The raising of the UAE flag on December 2, 1971, to a 21-cannon salute, was the culmination of years of effort.
A day of chaos and jubilation
The sense of chaotic excitement on the day the UAE was born in 1971 led to such a clamour in the room where the UK and the newly formed nation signed their Treaty of Friendship that after the ceremony officials had to escape through a window.
The leaders of the six emirates - Ras Al Khaimah joined a couple of months later - gathered at Sheikh Rashid bin Saeed Al Maktoum's majlis in Jumeirah on the clear, crisp morning of December 2, 1971 to sign the country into being. Its provisional constitution was brought into force and the Supreme Council retired for a meeting, electing Sheikh Zayed as their first President.
At noon British officials, headed by Sir Geoffrey Arthur, the British Resident in the Gulf, were summoned to Jumeirah to sign a treaty between the two nations, in a small semicircular room of the building on Dubai Creek now known as Union House.
In a cable home the following day Sir Geoffrey, in typically politically incorrect parlance of the day, describes the spectacle that greeted them as "a scene of confusion remarkable even by Arab standards".
"Pressmen and photographers were standing on the table and it was little short of a miracle that nobody was injured and that the documents were retrieved intact," he continued.
Sir Geoffrey sat to Sheikh Zayed's right, while on his left sat Sheikh Rashid and the rulers of Sharjah, Ajman, Umm Al Qaiwain and Fujairah.
Julian Walker, the Political Agent in Dubai, is the only surviving member of the British delegation that day.
"It was jubilation and chaos," he recounts. "We managed to sign our new agreements between Britain and the Union but we couldn't get out of the villa because of the number of journalists and others cramming the doors.
"Along with the UAE rulers, we literally had to climb out of the window on to the beach side of the villa in order to see the raising of the flag."
That flag-raising, to a 21-cannon salute, was the culmination of years of effort.
"Zayed had started work on the union with Rashid three or four years before, and you could see that they were obviously pleased that they'd achieved a union.
"I was just relieved that we'd managed to get it together. I'd been so busy myself that it was only after we'd finished that I was able to inform the Foreign Office that there was to be a union of six," Mr Walker continued.

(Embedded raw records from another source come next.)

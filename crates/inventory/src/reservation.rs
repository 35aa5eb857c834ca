use chrono::{DateTime, Utc};
use serde::{Deserialize, Serialize};

use lotledger_core::{Entity, LocationId, LotId, MaterialId, Quantity, ReservationId};

use crate::lot::Transition;
use crate::movement::DocumentRef;
use crate::stock::StockKey;

#[derive(Debug, Clone, Copy, PartialEq, Eq, Hash, Serialize, Deserialize)]
#[serde(rename_all = "snake_case")]
pub enum ReservationStatus {
    Active,
    Released,
    Fulfilled,
}

impl ReservationStatus {
    pub fn is_terminal(self) -> bool {
        !matches!(self, ReservationStatus::Active)
    }
}

/// One hold placed by a reservation on a stock record.
#[derive(Debug, Clone, Copy, PartialEq, Eq, Serialize, Deserialize)]
pub struct ReservationLine {
    pub key: StockKey,
    pub quantity: Quantity,
}

/// A promise of future consumption, backed by holds on one or more stock
/// records (one line per record).
///
/// Transitions out of `Active` are one-way; once `Released` or `Fulfilled`
/// every further event is a no-op.
#[derive(Debug, Clone, PartialEq, Eq, Serialize, Deserialize)]
pub struct Reservation {
    id: ReservationId,
    material_id: MaterialId,
    quantity: Quantity,
    lot_preference: Option<LotId>,
    location_preference: Option<LocationId>,
    lines: Vec<ReservationLine>,
    status: ReservationStatus,
    reference: Option<DocumentRef>,
    created_at: DateTime<Utc>,
    expires_at: Option<DateTime<Utc>>,
    closed_at: Option<DateTime<Utc>>,
    version: u64,
}

impl Reservation {
    #[allow(clippy::too_many_arguments)]
    pub fn new(
        id: ReservationId,
        material_id: MaterialId,
        lot_preference: Option<LotId>,
        location_preference: Option<LocationId>,
        lines: Vec<ReservationLine>,
        reference: Option<DocumentRef>,
        created_at: DateTime<Utc>,
        expires_at: Option<DateTime<Utc>>,
    ) -> Self {
        let quantity = lines.iter().map(|l| l.quantity).sum();
        Self {
            id,
            material_id,
            quantity,
            lot_preference,
            location_preference,
            lines,
            status: ReservationStatus::Active,
            reference,
            created_at,
            expires_at,
            closed_at: None,
            version: 0,
        }
    }

    pub fn id_typed(&self) -> ReservationId {
        self.id
    }

    pub fn material_id(&self) -> MaterialId {
        self.material_id
    }

    pub fn quantity(&self) -> Quantity {
        self.quantity
    }

    pub fn lot_preference(&self) -> Option<LotId> {
        self.lot_preference
    }

    pub fn location_preference(&self) -> Option<LocationId> {
        self.location_preference
    }

    pub fn lines(&self) -> &[ReservationLine] {
        &self.lines
    }

    pub fn status(&self) -> ReservationStatus {
        self.status
    }

    pub fn reference(&self) -> Option<&DocumentRef> {
        self.reference.as_ref()
    }

    pub fn created_at(&self) -> DateTime<Utc> {
        self.created_at
    }

    pub fn expires_at(&self) -> Option<DateTime<Utc>> {
        self.expires_at
    }

    pub fn closed_at(&self) -> Option<DateTime<Utc>> {
        self.closed_at
    }

    pub fn version(&self) -> u64 {
        self.version
    }

    /// Used by repository adapters when persisting.
    pub fn with_version(mut self, version: u64) -> Self {
        self.version = version;
        self
    }

    pub fn is_active(&self) -> bool {
        self.status == ReservationStatus::Active
    }

    /// Active and past its hold deadline.
    pub fn is_due(&self, now: DateTime<Utc>) -> bool {
        self.is_active() && self.expires_at.is_some_and(|at| at <= now)
    }

    /// Cancel or time out.
    pub fn release(&mut self, at: DateTime<Utc>) -> Transition {
        self.close(ReservationStatus::Released, at)
    }

    pub fn fulfill(&mut self, at: DateTime<Utc>) -> Transition {
        self.close(ReservationStatus::Fulfilled, at)
    }

    fn close(&mut self, to: ReservationStatus, at: DateTime<Utc>) -> Transition {
        if self.status.is_terminal() {
            return Transition::Unchanged;
        }
        self.status = to;
        self.closed_at = Some(at);
        Transition::Applied
    }
}

impl Entity for Reservation {
    type Id = ReservationId;

    fn id(&self) -> &Self::Id {
        &self.id
    }
}
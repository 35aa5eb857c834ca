//! Reservation Manager: reservation entities on top of ledger holds.
//!
//! | state  | event   | next      | ledger effect             |
//! |--------|---------|-----------|---------------------------|
//! | -      | create  | active    | reserve (FEFO lines)      |
//! | active | cancel  | released  | release                   |
//! | active | fulfill | fulfilled | consume(from reservation) |
//! | active | timeout | released  | release                   |
//! | closed | any     | closed    | none                      |
//!
//! The ledger commit and the status write are separate. When a status write
//! is lost, the next fulfill or cancel reads the ledger to see how the holds
//! were closed and records that outcome instead of touching stock again.

use std::sync::Arc;

use chrono::{DateTime, Utc};
use tracing::{debug, info, warn};

use lotledger_core::{
    Clock, ExpectedVersion, LedgerError, LedgerResult, LocationId, LotId, MaterialId, OpContext,
    Quantity, ReservationId, ensure_positive,
};
use lotledger_events::{FulfilledLine, LedgerNotification, NotificationSink, ReservationFulfilled};
use lotledger_inventory::{
    DocumentRef, FefoRequest, Reservation, StockKey, StockRecord, Transition,
};

use crate::allocator::{FefoAllocator, is_replannable, plan_lines};
use crate::config::LedgerConfig;
use crate::ledger::StockLedger;
use crate::locks::KeyLocks;
use crate::movements::MovementRecorder;
use crate::repository::ReservationRepository;

#[derive(Debug, Clone, PartialEq, Eq)]
pub struct ReservationRequest {
    pub material_id: MaterialId,
    pub quantity: Quantity,
    pub lot_id: Option<LotId>,
    pub location_id: Option<LocationId>,
    /// Hold deadline; released by [`ReservationManager::expire_due`] after it.
    pub expires_at: Option<DateTime<Utc>>,
    pub reference: Option<DocumentRef>,
}

impl ReservationRequest {
    pub fn new(material_id: MaterialId, quantity: Quantity) -> Self {
        Self {
            material_id,
            quantity,
            lot_id: None,
            location_id: None,
            expires_at: None,
            reference: None,
        }
    }

    pub fn lot(mut self, lot_id: LotId) -> Self {
        self.lot_id = Some(lot_id);
        self
    }

    pub fn location(mut self, location_id: LocationId) -> Self {
        self.location_id = Some(location_id);
        self
    }

    pub fn expires_at(mut self, at: DateTime<Utc>) -> Self {
        self.expires_at = Some(at);
        self
    }

    pub fn reference(mut self, reference: DocumentRef) -> Self {
        self.reference = Some(reference);
        self
    }

    fn fefo(&self) -> FefoRequest {
        FefoRequest {
            material_id: self.material_id,
            quantity: self.quantity,
            location_id: self.location_id,
            lot_id: self.lot_id,
        }
    }
}

/// How the ledger closed the holds of a reservation still marked active.
#[derive(Debug, Clone, Copy, PartialEq, Eq)]
enum Settled {
    Consumed,
    Released,
}

pub struct ReservationManager {
    reservations: Arc<dyn ReservationRepository>,
    ledger: Arc<StockLedger>,
    movements: Arc<MovementRecorder>,
    allocator: Arc<FefoAllocator>,
    sink: Arc<dyn NotificationSink>,
    clock: Arc<dyn Clock>,
    config: Arc<LedgerConfig>,
    locks: KeyLocks<ReservationId>,
}

impl ReservationManager {
    pub fn new(
        reservations: Arc<dyn ReservationRepository>,
        ledger: Arc<StockLedger>,
        movements: Arc<MovementRecorder>,
        allocator: Arc<FefoAllocator>,
        sink: Arc<dyn NotificationSink>,
        clock: Arc<dyn Clock>,
        config: Arc<LedgerConfig>,
    ) -> Self {
        Self {
            reservations,
            ledger,
            movements,
            allocator,
            sink,
            clock,
            config,
            locks: KeyLocks::new(),
        }
    }

    /// Plan with FEFO and hold the planned lines. Re-plans when the commit
    /// loses a race, up to `max_commit_retries` times.
    pub fn create(&self, ctx: &OpContext, request: ReservationRequest) -> LedgerResult<Reservation> {
        ensure_positive(request.quantity, "reservation quantity")?;
        let id = ReservationId::new();

        let mut attempt = 0;
        let lines = loop {
            ctx.check()?;
            let plan = self.allocator.plan(&request.fefo())?;
            let lines = plan_lines(&plan);
            match self.ledger.reserve_lines(ctx, id, &lines) {
                Ok(()) => break lines,
                Err(err) if is_replannable(&err) && attempt < self.config.max_commit_retries => {
                    attempt += 1;
                    debug!(reservation_id = %id, attempt, error = %err, "reservation lost a race, re-planning");
                }
                Err(err) => return Err(err),
            }
        };

        let keys: Vec<StockKey> = lines.iter().map(|l| l.key).collect();
        let reservation = Reservation::new(
            id,
            request.material_id,
            request.lot_id,
            request.location_id,
            lines,
            request.reference,
            self.clock.now(),
            request.expires_at,
        );

        match self.reservations.insert(reservation) {
            Ok(stored) => {
                info!(
                    reservation_id = %id,
                    material_id = %stored.material_id(),
                    quantity = stored.quantity(),
                    lines = stored.lines().len(),
                    "reservation created"
                );
                Ok(stored)
            }
            Err(err) => {
                // The holds exist but nothing tracks them: give them back.
                if let Err(undo) = self.ledger.release_lines(&OpContext::background(), id, &keys) {
                    warn!(reservation_id = %id, error = %undo, "could not release orphaned holds");
                }
                Err(err.into())
            }
        }
    }

    pub fn get(&self, id: ReservationId) -> LedgerResult<Reservation> {
        self.reservations
            .get(id)?
            .ok_or_else(|| LedgerError::not_found(format!("reservation {id}")))
    }

    pub fn list_active(&self) -> LedgerResult<Vec<Reservation>> {
        Ok(self.reservations.list_active()?)
    }

    /// Release the holds. A closed reservation is returned unchanged.
    pub fn cancel(&self, ctx: &OpContext, id: ReservationId) -> LedgerResult<Reservation> {
        self.release(ctx, id, "cancelled").map(|(reservation, _)| reservation)
    }

    /// Consume the held stock. A closed reservation is returned unchanged.
    pub fn fulfill(
        &self,
        ctx: &OpContext,
        id: ReservationId,
        reference: Option<&DocumentRef>,
    ) -> LedgerResult<Reservation> {
        let _guard = self.locks.lock(&id);
        let mut reservation = self.get(id)?;
        if !reservation.is_active() {
            debug!(reservation_id = %id, status = ?reservation.status(), "fulfill on closed reservation ignored");
            return Ok(reservation);
        }

        let version = reservation.version();
        let records = match self.settled_in_ledger(&reservation)? {
            None => {
                let reference = reference.or(reservation.reference()).cloned();
                self.ledger
                    .consume_lines(ctx, reservation.lines(), Some(id), reference.as_ref())?
            }
            Some(Settled::Consumed) => {
                warn!(reservation_id = %id, "holds already consumed, recording fulfilment");
                self.current_records(&reservation)?
            }
            Some(Settled::Released) => {
                warn!(reservation_id = %id, "holds already released, recording release");
                reservation.release(self.clock.now());
                return Ok(self
                    .reservations
                    .update(reservation, ExpectedVersion::Exact(version))?);
            }
        };

        let now = self.clock.now();
        reservation.fulfill(now);
        let stored = self
            .reservations
            .update(reservation, ExpectedVersion::Exact(version))?;

        let lines = stored
            .lines()
            .iter()
            .zip(&records)
            .map(|(line, record)| FulfilledLine {
                lot_id: line.key.lot_id,
                location_id: line.key.location_id,
                quantity: line.quantity,
                remaining_on_hand: record.quantity(),
            })
            .collect();

        info!(reservation_id = %id, quantity = stored.quantity(), "reservation fulfilled");
        self.sink
            .notify(LedgerNotification::ReservationFulfilled(ReservationFulfilled {
                reservation_id: id,
                material_id: stored.material_id(),
                quantity: stored.quantity(),
                lines,
                occurred_at: now,
            }));
        Ok(stored)
    }

    /// Release every active reservation whose hold deadline is at or before
    /// `now`. Returns the ids that were released by this call.
    pub fn expire_due(&self, ctx: &OpContext, now: DateTime<Utc>) -> LedgerResult<Vec<ReservationId>> {
        let mut released = Vec::new();
        for due in self.reservations.list_due(now)? {
            ctx.check()?;
            let id = due.id_typed();
            if self.release(ctx, id, "timed out")?.1.is_applied() {
                released.push(id);
            }
        }
        Ok(released)
    }

    fn release(
        &self,
        ctx: &OpContext,
        id: ReservationId,
        reason: &'static str,
    ) -> LedgerResult<(Reservation, Transition)> {
        let _guard = self.locks.lock(&id);
        let mut reservation = self.get(id)?;
        if !reservation.is_active() {
            debug!(reservation_id = %id, status = ?reservation.status(), "release on closed reservation ignored");
            return Ok((reservation, Transition::Unchanged));
        }

        let version = reservation.version();
        if self.settled_in_ledger(&reservation)? == Some(Settled::Consumed) {
            warn!(reservation_id = %id, reason, "holds already consumed, recording fulfilment");
            reservation.fulfill(self.clock.now());
            let stored = self
                .reservations
                .update(reservation, ExpectedVersion::Exact(version))?;
            return Ok((stored, Transition::Unchanged));
        }

        let keys: Vec<StockKey> = reservation.lines().iter().map(|l| l.key).collect();
        let returned = self.ledger.release_lines(ctx, id, &keys)?;

        reservation.release(self.clock.now());
        let stored = self
            .reservations
            .update(reservation, ExpectedVersion::Exact(version))?;
        info!(reservation_id = %id, returned, reason, "reservation released");
        Ok((stored, Transition::Applied))
    }

    /// `None` while any line still holds stock for the reservation.
    /// Otherwise an issue movement tagged with the reservation tells a
    /// consumed reservation from a released one.
    fn settled_in_ledger(&self, reservation: &Reservation) -> LedgerResult<Option<Settled>> {
        let id = reservation.id_typed();
        let Some(first) = reservation.lines().first() else {
            return Ok(None);
        };
        for line in reservation.lines() {
            if self.ledger.get(line.key)?.and_then(|r| r.hold(id)).is_some() {
                return Ok(None);
            }
        }
        let consumed = self
            .movements
            .history(first.key)?
            .iter()
            .any(|m| m.reservation_id() == Some(id));
        Ok(Some(if consumed { Settled::Consumed } else { Settled::Released }))
    }

    fn current_records(&self, reservation: &Reservation) -> LedgerResult<Vec<StockRecord>> {
        reservation
            .lines()
            .iter()
            .map(|line| {
                Ok(self
                    .ledger
                    .get(line.key)?
                    .unwrap_or_else(|| StockRecord::new(line.key)))
            })
            .collect()
    }
}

The treaty declared that relations between the two nations would "be governed by a spirit of close friendship" and the countries should "consult together in matters of mutual concern in time of need" and "settle all their disputes by peaceful means". Bahrain and Qatar, who had opted for independence, had already signed similar treaties ahead of the British withdrawal from the Gulf at the end of the year.
After the signing, Sheikh Zayed gave a short speech and Sir Geoffrey replied "in carefully composed classical Arabic". The diplomat later recalled that his speech was "fortunately lost to posterity when one of the throng of journalists inadvertently stamped or sat on the recording device".
There were inevitably uncertainties and concerns, with one of the most foremost being Iran's occupation of three islands.
On November 30, 1971, as British forces withdrew, Iran moved to occupy the Sharjah-ruled island of Abu Musa under an agreement that would allow troops in limited areas in return for a yearly payment.
The status of the Ras Al Khaimah-ruled Greater and Lesser Tunbs was one of the sticking points that kept the emirate from joining the union immediately.
A diplomatic cable from Sir Geoffrey describing events the next day highlights the concerns. He was charged with meeting the rulers of the six emirates on December 1 to "exchange notes" that cancelled British protection and effectively made the emirates independent.
While he describes his meeting with Sheikh Zayed as "a very friendly and dignified occasion", in Dubai the meeting "got mixed up with the drafting of a proclamation forbidding unlicensed demonstrations [several of which were going on in Dubai at the time]".
There was anger across the emirates over the Iranian occupation, but particularly in the north, with street demonstrations and scuffles. On December 2, Al Maktoum bridge had to be raised to stop demonstrators crossing the bridge to Jumeirah where the union was being signed.
When Sir Geoffrey arrived in Sharjah, the majlis was "packed", according to the cable.
"He [Sheikh Khalid, the ruler of Sharjah] asked me questions about Abu Musa and the Tunbs in a loud voice and specifically requested me to answer so that all present could hear," Sir Geoffrey explains.
The British diplomats' visit to Fujairah underlines just how much uncertainty there was in the lead-up to union. Sheikh Mohammed bin Hamad Al Sharqi "said that he did not want to be independent at all. He liked the British protection, and he did not see why he should exchange notes bringing [it] to an end", Sir Geoffrey wrote.
However, after an explanation that the British military camp at Masafi would be handed to the emirate rather than the union, "[Sheikh Mohammed] provided a variety of fruit, recommended camel's milk for strength and potency, cracked esoteric jokes with Mr Walker, and finally signed the reply to my note on his knee".
In all, Sir Geoffrey concluded: "Quite a day."